50 anos depois – curto registro
(Escrito em 1/04/2014)
A única certeza que tenho é que a esta hora
deveria estar indo para o Grupo Escolar “Benta Pereira”, do outro lado do Rio,
pois trabalhava no turno intermediário, o que ia de 10(ou seria 11h?) às 14h.
Formada professora no ano anterior (teoricamente, pelo menos, pois que foi na
vida profissional que fui tentando me formar através dos anos), estava indo dar
aulas, cheia de entusiasmo, a uma turma de alfabetização a mim entregue uma
semana antes, no dia em que conheci uma sala de aula pela primeira vez – no dia
25 de março.
Devo ter ido, como sempre o fazia, a pé,
caminhando pela Beira Rio, até encontrar a Ponte de Pau, por onde cruzava de um
lado para o outro, e seguir até a escola.
Provavelmente, ao chegar ao meu destino, devo
ter conversado um tantinho com as colegas e seguido para a sala de aula onde
havia uma menininha que cantou para mim – se não nesse dia, num outro, próximo
– “Deixe que digam, que falem, que pensem, deixa isso pra lá, vem pra cá, o
que que tem? Eu não estou fazendo nada, você também... E ela fazia acompanhar seu canto com um gestual
com as mãos, aprendido, naturalmente, com Jair Rodrigues, em algum programa de
televisão da ocasião. Tev daquelas ainda sem cor, para cuja melhora da imagem,
lembro bem, havia quem aconselhasse a colocar uma folha de papel celofane azul
em frente à tela.
Mocinha sem nenhuma preocupação a mais a não
ser a da última paquera ou do feitio para o vestido novo, a tudo que se passava
no país eu estava alheia. De Jango, eu sabia que tinha uma mulher linda. Isso
era o relevante., a beleza de Maria Tereza Goulart. Seria pedir demais, saber
mais que isso. Até o final do ano anterior, quando concluí o curso normal, rezava
no Auxiliadora para o comunismo não chegar e acreditava piamente em ele se
confundia com nazismo e fascismo. Tudo era mais ou menos a mesma coisa. Mais
raso conhecimento sobre o mundo e suas coisas, impossível! Do lado de cá, o do “bem”,
da Igreja Católica, a tentativa, quase inócua, de me preparar para a vida, não
essa, mas a outra, a próxima. Aqui era mesmo vale de lágrimas, lugar onde havia
pobres e ricos sabe-se lá por quê. Mas era assim e pronto. Jesus foi pobre e
amava os pobres. Mas como eles, os pobres, os de carne e osso viviam, não
importava muito. Oremuuuuuuuuuuuus! O mundo era dividido entre bons e maus e o
que tinha os Estados Unidos à frente era o Norte do bem.

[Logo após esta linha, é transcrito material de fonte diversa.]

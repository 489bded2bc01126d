//! Platform Node Operations
//!
//! The patch engine never touches real nodes directly. Everything goes
//! through this fixed set of operations, implemented once per platform.
//! Nodes are referred to by opaque [`NodeId`]s handed out by the platform.

use std::sync::atomic::{AtomicU64, Ordering};

/// Opaque handle to a platform node.
#[derive(Debug, Clone, Copy, PartialEq, Eq, Hash, PartialOrd, Ord)]
pub struct NodeId(u64);

impl NodeId {
    /// Generate a new unique node ID.
    pub fn new() -> Self {
        static COUNTER: AtomicU64 = AtomicU64::new(1);
        Self(COUNTER.fetch_add(1, Ordering::Relaxed))
    }

    /// Get the raw ID value.
    pub fn raw(&self) -> u64 {
        self.0
    }
}

impl Default for NodeId {
    fn default() -> Self {
        Self::new()
    }
}

impl From<u64> for NodeId {
    fn from(id: u64) -> Self {
        Self(id)
    }
}

/// The operations a platform must provide.
///
/// `insert_before` with no reference node appends. Inserting a node that
/// already has a parent moves it. A removed node may be inserted again until
/// it is passed to [`NodeOps::discard`].
pub trait NodeOps: Send + Sync {
    fn create_element(&self, tag: &str) -> NodeId;
    fn create_element_ns(&self, namespace: &str, tag: &str) -> NodeId;
    fn create_text_node(&self, text: &str) -> NodeId;
    fn create_comment(&self, text: &str) -> NodeId;
    fn insert_before(&self, parent: NodeId, node: NodeId, reference: Option<NodeId>);
    fn remove_child(&self, parent: NodeId, child: NodeId);
    fn append_child(&self, parent: NodeId, child: NodeId);
    fn parent_node(&self, node: NodeId) -> Option<NodeId>;
    fn next_sibling(&self, node: NodeId) -> Option<NodeId>;
    fn tag_name(&self, node: NodeId) -> String;
    fn set_text_content(&self, node: NodeId, text: &str);
    fn set_style_scope(&self, node: NodeId, scope_id: &str);

    /// A detached node and its subtree will not be inserted again.
    ///
    /// Platforms that own node storage free it here. Nodes that are still
    /// attached must be left alone.
    fn discard(&self, _node: NodeId) {}
}

#[cfg(test)]
mod tests {
    use super::*;

    #[test]
    fn node_ids_are_unique() {
        let a = NodeId::new();
        let b = NodeId::new();
        assert_ne!(a, b);
        assert_eq!(NodeId::from(a.raw()), a);
    }
}
use glitch_export::domain::Category;
use glitch_export::layout::Layout;

#[test]
fn layout_paths() {
    let layout = Layout::new("out");
    let project = layout.project_dir(Category::Archived, "proj-one");
    assert_eq!(project.as_str(), "out/archived/proj-one");
    assert_eq!(layout.archive_path("proj-one").as_str(), "out/archives/proj-one.tgz");
    assert_eq!(
        Layout::assets_dir(&project).as_str(),
        "out/archived/proj-one/glitch-assets"
    );
    assert_eq!(
        Layout::manifest_path(&project).as_str(),
        "out/archived/proj-one/.glitch-assets"
    );
}

#[test]
fn ensure_and_remove() {
    let temp = tempfile::tempdir().unwrap();
    let root = camino::Utf8PathBuf::from_path_buf(temp.path().to_path_buf()).unwrap();
    let layout = Layout::new(root);
    layout.ensure_dirs(Category::Active).unwrap();
    assert!(layout.archives_dir().as_std_path().is_dir());
    assert!(layout.category_dir(Category::Active).as_std_path().is_dir());

    let project = layout.project_dir(Category::Active, "p");
    std::fs::create_dir_all(project.join("nested").as_std_path()).unwrap();
    Layout::remove_project(&project).unwrap();
    assert!(!project.as_std_path().exists());
    Layout::remove_project(&project).unwrap();
}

Vinha de uma fase muito religiosa, eu que aos
15 anos perdi meu irmão mais adorado e, sem entender o que era aquilo – a perda
brutal de Maninho – me refugiei em Padre Boaventura, do Convento, a quem até hoje
agradeço por sua generosidade sem par, ele que, mesmo sem me trazer nenhuma
explicação para a morte (até hoje não sei nem porque chegamos aqui, quanto mais
porque partimos), aliviou minha dor profunda. Fazer 15 anos foi bem diferente
para mim: ao invés de festa, o primeiro luto. E logo pelo meu ídolo!
Hoje, 50 anos depois, estou em cima da hora
para a minha terapia. Não quis deixar para rever este texto e concluir mais
tarde. Deixo assim para mais tarde ver o que faço daqui para a frente com ele.

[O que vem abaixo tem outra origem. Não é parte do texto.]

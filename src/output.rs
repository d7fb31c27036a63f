use std::io::{self, Write};

use serde::Serialize;

use crate::app::{ExportResult, ProgressEvent, ProgressSink};

#[derive(Debug, Clone, Copy)]
pub enum OutputMode {
    Console,
    Json,
}

/// Prints progress lines to stdout as they happen.
pub struct ConsoleOutput;

impl ConsoleOutput {
    pub fn print_welcome() {
        println!("\nWelcome to the Glitch.com bulk project downloader.");
    }

    pub fn print_finished(result: &ExportResult) {
        let failed = result.count(crate::app::ProjectAction::Failed);
        println!();
        println!("*** Finished downloading all your projects ***");
        if failed > 0 {
            println!("    ({failed} project(s) could not be downloaded, see messages above)");
        }
        println!();
        println!("NOTE: asset URLs were not automatically replaced in any source");
        println!("      code, so you will still need to replace CDN URLs in your");
        println!("      code with relative links to the ./glitch-assets directory.");
        println!();
    }
}

impl ProgressSink for ConsoleOutput {
    fn event(&self, event: ProgressEvent) {
        match event.elapsed {
            Some(elapsed) => println!("{} in {:.1}s", event.message, elapsed.as_secs_f64()),
            None => println!("{}", event.message),
        }
    }
}

pub struct JsonOutput;

impl JsonOutput {
    pub fn print_export(result: &ExportResult) -> io::Result<()> {
        Self::print_json(result)
    }

    fn print_json<T: Serialize>(value: &T) -> io::Result<()> {
        let json = serde_json::to_string_pretty(value).map_err(io::Error::other)?;
        let mut stdout = io::stdout();
        stdout.write_all(json.as_bytes())?;
        stdout.write_all(b"\n")?;
        Ok(())
    }
}

impl ProgressSink for JsonOutput {
    fn event(&self, _event: ProgressEvent) {}
}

Não deu para falar quase nada. Mas, deixar para depois seria perder o mote do
início – o de que estou a exatos cinquenta anos após as 10 e meia do dia
primeiro de abril de 1964.
Apenas um detalhe: com certeza, a necessidade
de terapia tem muito a ver com tudo isso – o dito e escrito e o ainda não dito
mas residente aqui, permanentemente, em minha alma.